▶ [ASSIGNMENT]:
I would like you to print all the records below exactly as they are.

▶ [INFORMATION]:
use crate::forms::{FieldDescriptor, Schema, SchemaError};
use serde::Deserialize;
use std::sync::Arc;

#[derive(Debug, Deserialize, Clone)]
pub struct AppConfig {
    #[serde(default = "default_title")]
    pub title: String,
    #[serde(default)]
    pub profile: ProfileConfig,
    #[serde(default)]
    pub form: FormConfig,
    #[serde(default)]
    pub log: LogConfig,
}

impl Default for AppConfig {
    fn default() -> Self {
        Self {
            title: default_title(),
            profile: ProfileConfig::default(),
            form: FormConfig::default(),
            log: LogConfig::default(),
        }
    }
}

fn default_title() -> String {
    "Sign Up TUI".to_string()
}

#[derive(Debug, Deserialize, Clone, Default)]
pub struct ProfileConfig {
    #[serde(default)]
    pub source: SourceConfig,
}

/// Where the profile screen gets its random user from.
#[derive(Debug, Deserialize, Clone, PartialEq, Eq)]
#[serde(tag = "kind", rename_all = "lowercase")]
pub enum SourceConfig {
    Http {
        #[serde(default = "default_url")]
        url: String,
        #[serde(default = "default_timeout_secs")]
        timeout_secs: u64,
    },
    // Local command printing the same JSON envelope on stdout
    Command { cmdline: String },
}

impl Default for SourceConfig {
    fn default() -> Self {
        SourceConfig::Http {
            url: default_url(),
            timeout_secs: default_timeout_secs(),
        }
    }
}

fn default_url() -> String {
    "https://randomuser.me/api/".to_string()
}

fn default_timeout_secs() -> u64 {
    10
}

#[derive(Debug, Deserialize, Clone)]
pub struct FormConfig {
    #[serde(default = "default_form_title")]
    pub title: String,
    #[serde(default = "default_fields")]
    pub fields: Vec<FieldDescriptor>,
    #[serde(default = "default_submit_delay_ms")]
    pub submit_delay_ms: u64,
}

impl Default for FormConfig {
    fn default() -> Self {
        Self {
            title: default_form_title(),
            fields: default_fields(),
            submit_delay_ms: default_submit_delay_ms(),
        }
    }
}

impl FormConfig {
    pub fn schema(&self) -> Result<Arc<Schema>, SchemaError> {
        Schema::new(self.fields.clone()).map(Arc::new)
    }
}

fn default_form_title() -> String {
    "Sign Up".to_string()
}

fn default_submit_delay_ms() -> u64 {
    3000
}

pub fn default_fields() -> Vec<FieldDescriptor> {
    const PLACEHOLDER: &str = "Enter...";
    vec![
        FieldDescriptor::text("name", "Name")
            .required()
            .placeholder(PLACEHOLDER),
        FieldDescriptor::email("email", "Email")
            .required()
            .placeholder(PLACEHOLDER),
        FieldDescriptor::password("password", "Password")
            .required()
            .placeholder(PLACEHOLDER),
        FieldDescriptor::select("gender", "Gender", ["male", "female"])
            .required()
            .placeholder(PLACEHOLDER),
    ]
}

#[derive(Debug, Deserialize, Clone, Default)]
pub struct LogConfig {
    // Relative paths resolve against the config directory
    #[serde(default)]
    pub file: Option<String>,
    #[serde(default)]
    pub level: Option<String>,
}
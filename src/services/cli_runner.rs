use anyhow::{anyhow, Context, Result};
use regex::Regex;
use serde_json::Value as JsonValue;
use std::process::Command;
use std::sync::OnceLock;
use std::{collections::HashMap, env};

static ENV_REF: OnceLock<Regex> = OnceLock::new();

fn env_ref() -> Result<&'static Regex> {
    if let Some(re) = ENV_REF.get() {
        return Ok(re);
    }
    let re = Regex::new(r"\$\{([A-Za-z0-9_]+)\}").context("compiling env pattern")?;
    Ok(ENV_REF.get_or_init(|| re))
}

/// Expands `${VAR}` references from the given environment. Unknown
/// variables expand to an empty string; values with whitespace are quoted so
/// they stay a single argument after `shlex::split`.
pub fn expand_env_with(text: &str, env_map: &HashMap<String, String>) -> Result<String> {
    let re = env_ref()?;
    Ok(re
        .replace_all(text, |caps: &regex::Captures| {
            let v = env_map.get(&caps[1]).cloned().unwrap_or_default();
            if v.chars().any(|c| c.is_whitespace()) {
                format!("\"{}\"", v.replace('"', "\\\""))
            } else {
                v
            }
        })
        .to_string())
}

pub fn expand_env(text: &str) -> Result<String> {
    let env_map: HashMap<String, String> = env::vars().collect();
    expand_env_with(text, &env_map)
}

pub fn run_cmdline_to_json(cmdline: &str) -> Result<JsonValue> {
    let expanded = expand_env(cmdline)?;
    let parts = shlex::split(&expanded).ok_or_else(|| anyhow!("Failed to parse command line"))?;
    let (program, args) = parts
        .split_first()
        .ok_or_else(|| anyhow!("Empty command line"))?;
    tracing::debug!(%program, "running profile command");
    let output = Command::new(program)
        .args(args)
        .output()
        .with_context(|| format!("spawning {expanded}"))?;
    if !output.status.success() {
        let err = String::from_utf8_lossy(&output.stderr).to_string();
        return Err(anyhow!("Command failed: {}\n{}", cmdline, err));
    }
    let text = String::from_utf8_lossy(&output.stdout).to_string();
    let v: JsonValue = serde_json::from_str(&text).with_context(|| "parsing command JSON")?;
    Ok(v)
}

#[cfg(test)]
mod tests {
    use super::*;

    fn env(pairs: &[(&str, &str)]) -> HashMap<String, String> {
        pairs
            .iter()
            .map(|(k, v)| (k.to_string(), v.to_string()))
            .collect()
    }

    #[test]
    fn expands_known_and_blanks_unknown() {
        let m = env(&[("DIR", "/tmp/fx")]);
        let out = expand_env_with("cat ${DIR}/user.json ${NOPE}", &m).unwrap();
        assert_eq!(out, "cat /tmp/fx/user.json ");
    }

    #[test]
    fn quotes_values_with_spaces() {
        let m = env(&[("DIR", "/my dir")]);
        let out = expand_env_with("cat ${DIR}", &m).unwrap();
        assert_eq!(out, "cat \"/my dir\"");
        assert_eq!(shlex::split(&out).unwrap(), vec!["cat", "/my dir"]);
    }

    #[test]
    fn empty_command_is_an_error() {
        let err = run_cmdline_to_json("   ").unwrap_err();
        assert!(err.to_string().contains("Empty command line"));
    }
}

▶ [OUTPUT BELOW]:
use crate::forms::{FieldDescriptor, Schema, SchemaError};
use serde::Deserialize;
use std::sync::Arc;

#[derive(Debug, Deserialize, Clone)]
pub struct AppConfig {
    #[serde(default = "default_title")]
    pub title: String,
    #[serde(default)]
    pub profile: ProfileConfig,
    #[serde(default)]
    pub form: FormConfig,
    #[serde(default)]
    pub log: LogConfig,
}

impl Default for AppConfig {
    fn default() -> Self {
        Self {
            title: default_title(),
            profile: ProfileConfig::default(),
            form: FormConfig::default(),
            log: LogConfig::default(),
        }
    }
}

fn default_title() -> String {
    "Sign Up TUI".to_string()
}

#[derive(Debug, Deserialize, Clone, Default)]
pub struct ProfileConfig {
    #[serde(default)]
    pub source: SourceConfig,
}

/// Where the profile screen gets its random user from.
#[derive(Debug, Deserialize, Clone, PartialEq, Eq)]
#[serde(tag = "kind", rename_all = "lowercase")]
pub enum SourceConfig {
    Http {
        #[serde(default = "default_url")]
        url: String,
        #[serde(default = "default_timeout_secs")]
        timeout_secs: u64,
    },
    // Local command printing the same JSON envelope on stdout
    Command { cmdline: String },
}

impl Default for SourceConfig {
    fn default() -> Self {
        SourceConfig::Http {
            url: default_url(),
            timeout_secs: default_timeout_secs(),
        }
    }
}

fn default_url() -> String {
    "https://randomuser.me/api/".to_string()
}

fn default_timeout_secs() -> u64 {
    10
}

#[derive(Debug, Deserialize, Clone)]
pub struct FormConfig {
    #[serde(default = "default_form_title")]
    pub title: String,
    #[serde(default = "default_fields")]
    pub fields: Vec<FieldDescriptor>,
    #[serde(default = "default_submit_delay_ms")]
    pub submit_delay_ms: u64,
}

impl Default for FormConfig {
    fn default() -> Self {
        Self {
            title: default_form_title(),
            fields: default_fields(),
            submit_delay_ms: default_submit_delay_ms(),
        }
    }
}

impl FormConfig {
    pub fn schema(&self) -> Result<Arc<Schema>, SchemaError> {
        Schema::new(self.fields.clone()).map(Arc::new)
    }
}

fn default_form_title() -> String {
    "Sign Up".to_string()
}

fn default_submit_delay_ms() -> u64 {
    3000
}

pub fn default_fields() -> Vec<FieldDescriptor> {
    const PLACEHOLDER: &str = "Enter...";
    vec![
        FieldDescriptor::text("name", "Name")
            .required()
            .placeholder(PLACEHOLDER),
        FieldDescriptor::email("email", "Email")
            .required()
            .placeholder(PLACEHOLDER),
        FieldDescriptor::password("password", "Password")
            .required()
            .placeholder(PLACEHOLDER),
        FieldDescriptor::select("gender", "Gender", ["male", "female"])
            .required()
            .placeholder(PLACEHOLDER),
    ]
}

#[derive(Debug, Deserialize, Clone, Default)]
pub struct LogConfig {
    // Relative paths resolve against the config directory
    #[serde(default)]
    pub file: Option<String>,
    #[serde(default)]
    pub level: Option<String>,
}
filename src/services/cli_runner.rs
use anyhow::{anyhow, Context, Result};
use regex::Regex;
use serde_json::Value as JsonValue;
use std::process::Command;
use std::sync::OnceLock;
use std::{collections::HashMap, env};

static ENV_REF: OnceLock<Regex> = OnceLock::new();

fn env_ref() -> Result<&'static Regex> {
    if let Some(re) = ENV_REF.get() {
        return Ok(re);
    }
    let re = Regex::new(r"\$\{([A-Za-z0-9_]+)\}").context("compiling env pattern")?;
    Ok(ENV_REF.get_or_init(|| re))
}

/// Expands `${VAR}` references from the given environment. Unknown
/// variables expand to an empty string; values with whitespace are quoted so
/// they stay a single argument after `shlex::split`.
pub fn expand_env_with(text: &str, env_map: &HashMap<String, String>) -> Result<String> {
    let re = env_ref()?;
    Ok(re
        .replace_all(text, |caps: &regex::Captures| {
            let v = env_map.get(&caps[1]).cloned().unwrap_or_default();
            if v.chars().any(|c| c.is_whitespace()) {
                format!("\"{}\"", v.replace('"', "\\\""))
            } else {
                v
            }
        })
        .to_string())
}

pub fn expand_env(text: &str) -> Result<String> {
    let env_map: HashMap<String, String> = env::vars().collect();
    expand_env_with(text, &env_map)
}

pub fn run_cmdline_to_json(cmdline: &str) -> Result<JsonValue> {
    let expanded = expand_env(cmdline)?;
    let parts = shlex::split(&expanded).ok_or_else(|| anyhow!("Failed to parse command line"))?;
    let (program, args) = parts
        .split_first()
        .ok_or_else(|| anyhow!("Empty command line"))?;
    tracing::debug!(%program, "running profile command");
    let output = Command::new(program)
        .args(args)
        .output()
        .with_context(|| format!("spawning {expanded}"))?;
    if !output.status.success() {
        let err = String::from_utf8_lossy(&output.stderr).to_string();
        return Err(anyhow!("Command failed: {}\n{}", cmdline, err));
    }
    let text = String::from_utf8_lossy(&output.stdout).to_string();
    let v: JsonValue = serde_json::from_str(&text).with_context(|| "parsing command JSON")?;
    Ok(v)
}

#[cfg(test)]
mod tests {
    use super::*;

    fn env(pairs: &[(&str, &str)]) -> HashMap<String, String> {
        pairs
            .iter()
            .map(|(k, v)| (k.to_string(), v.to_string()))
            .collect()
    }

    #[test]
    fn expands_known_and_blanks_unknown() {
        let m = env(&[("DIR", "/tmp/fx")]);
        let out = expand_env_with("cat ${DIR}/user.json ${NOPE}", &m).unwrap();
        assert_eq!(out, "cat /tmp/fx/user.json ");
    }

    #[test]
    fn quotes_values_with_spaces() {
        let m = env(&[("DIR", "/my dir")]);
        let out = expand_env_with("cat ${DIR}", &m).unwrap();
        assert_eq!(out, "cat \"/my dir\"");
        assert_eq!(shlex::split(&out).unwrap(), vec!["cat", "/my dir"]);
    }

    #[test]
    fn empty_command_is_an_error() {
        let err = run_cmdline_to_json("   ").unwrap_err();
        assert!(err.to_string().contains("Empty command line"));
    }
}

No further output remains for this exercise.